Ao longo de quatro horas de caminhada eles chegaram a uma cidade do interior que deveria estar na metade do caminho da evolução tecnológica, possuindo apenas um shopping center e poucas redes de mercado famosas. A procura não foi muito grande até que eles encontraram o local ideal para se instalarem, uma casa de primeiro andar. A pintura da casa estava nova, branco e marrom tabaco, possuia um design inovador para aquela cidade. A fachada no interior era em vidro temperado com películas leves, o portão era de aço; havia um jardim e um pequeno caminho de pedras que levava até a porta da casa e se dividia em outro caminho levando até a piscina da casa que ficava elevada no primeiro andar. O interior da casa era luxuoso, as paredes eram totalmente brancas e os azulejos também, mas, a mobília era de bom gosto. A TV de 50 polegadas presa a parede dava espaço para um móvel abaixo dela que continha um DVD, um Xbox 360 e um PS3. O sofá era preto e imitava uma textura de couro que suportava algumas revistas diversificadas, a sua frente um tapete felpudo bege e uma mesa oval . Acima da escada, no primeiro andar o piso se tornava um assoalho de madeira diagonal com uma pintura branca na parede, existia um corredor que dava em três quartos, uma suíte e dois normais.

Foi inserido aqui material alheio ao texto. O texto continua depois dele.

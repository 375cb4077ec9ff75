use serde::{Deserialize, Serialize};
use thiserror::Error;

//
// ─── ERRORS ────────────────────────────────────────────────────────────────────
//

#[derive(Debug, Error, Clone, PartialEq, Eq)]
#[non_exhaustive]
pub enum EntryError {
    #[error("term cannot be empty")]
    EmptyTerm,

    #[error("definition cannot be empty")]
    EmptyDefinition,

    #[error("level must be >= 1, got {0}")]
    InvalidLevel(u32),
}

//
// ─── VOCABULARY ENTRY ──────────────────────────────────────────────────────────
//

/// One term/definition/level triple the quiz draws from.
///
/// Immutable once constructed. The serde field names match the on-disk
/// word-list format (`word` / `meaning` / `level`).
#[derive(Debug, Clone, PartialEq, Eq, Serialize, Deserialize)]
pub struct VocabularyEntry {
    #[serde(rename = "word")]
    term: String,
    #[serde(rename = "meaning")]
    definition: String,
    level: u32,
}

impl VocabularyEntry {
    /// Creates a validated entry.
    ///
    /// Both strings are trimmed before validation.
    ///
    /// # Errors
    ///
    /// Returns `EntryError` if the term or definition is empty after
    /// trimming, or the level is zero.
    pub fn new(
        term: impl Into<String>,
        definition: impl Into<String>,
        level: u32,
    ) -> Result<Self, EntryError> {
        let term = term.into().trim().to_string();
        if term.is_empty() {
            return Err(EntryError::EmptyTerm);
        }

        let definition = definition.into().trim().to_string();
        if definition.is_empty() {
            return Err(EntryError::EmptyDefinition);
        }

        if level == 0 {
            return Err(EntryError::InvalidLevel(level));
        }

        Ok(Self {
            term,
            definition,
            level,
        })
    }

    /// Re-checks the entry invariants.
    ///
    /// Deserialized entries bypass [`VocabularyEntry::new`], so boundary
    /// code runs this before admitting them into a pool.
    ///
    /// # Errors
    ///
    /// Returns the same `EntryError` values as the constructor.
    pub fn validate(&self) -> Result<(), EntryError> {
        if self.term.trim().is_empty() {
            return Err(EntryError::EmptyTerm);
        }
        if self.definition.trim().is_empty() {
            return Err(EntryError::EmptyDefinition);
        }
        if self.level == 0 {
            return Err(EntryError::InvalidLevel(self.level));
        }
        Ok(())
    }

    #[must_use]
    pub fn term(&self) -> &str {
        &self.term
    }

    #[must_use]
    pub fn definition(&self) -> &str {
        &self.definition
    }

    #[must_use]
    pub fn level(&self) -> u32 {
        self.level
    }
}

//
// ─── TESTS ─────────────────────────────────────────────────────────────────────
//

O corredor era largo, cabendo duas pessoas lado a lado. Os três quartos estavam mobiliados de forma parecida, a suíte possuía uma cama de casal, uma TV de 40 polegadas e uma escrivaninha que servia de móvel para um computador de última geração, o segundo quarto a esquerda possuía a mesma mobília, apenas tendo um diferencial de cores brancas para azuis e uma cama de solteiro. O terceiro quarto ficava a direita e tinha toques femininos. Um grande floral japonês estendia-se pela parede pintada de branco, abaixo a cama e na frente a TV e a escrivaninha, uma cabeceira ao lado da cama e uma varanda que dava visão a piscina.

A piscina era grande, possuía um trampolim e um escorregador, azulejos de pedra formavam a decoração do piso da área da piscina e cadeiras de praia davam um toque mais chique, uma cerca de vidro azul marinho rodeava todo o espaço da piscina e abaixo desta, num cômodo fechado havia um pequeno salão de jogos que abrigava uma mesa de sinuca, um pebolim e uma mesa de pingue-pongue.

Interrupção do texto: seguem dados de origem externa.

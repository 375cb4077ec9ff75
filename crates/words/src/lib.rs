#![forbid(unsafe_code)]

pub mod json;
pub mod provider;

pub use json::{parse_words, JsonFileProvider};
pub use provider::{InMemoryProvider, ProviderError, WordProvider};
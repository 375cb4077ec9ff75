use thiserror::Error;

use crate::model::{EntryError, QuestionError, StageError};

#[derive(Debug, Error)]
pub enum Error {
    #[error(transparent)]
    Entry(#[from] EntryError),
    #[error(transparent)]
    Question(#[from] QuestionError),
    #[error(transparent)]
    Stage(#[from] StageError),
}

Cortez pegou seu facão e começou a checar todas as áreas da casa, certificando-se de que zumbis não haviam invadido e se apossado do local, Túlio checou a proteção da casa e verificou se ainda existia energia, para a sorte deles a casa possuía um gerador autônomo que funcionara todo este tempo. Daniele apenas guardou os mantimentos que lhes restavam na despensa da casa e verificou se a casa possuía mantimentos.

Enfim eles estavam num lugar protegido e em boa localização, ao redor da casa existia um pequeno mercado e a sua frente uma farmácia. Aquela casa era um achado incrível, um lugar para eles chamarem enfim de lar, uma nova esperança para recomeçar.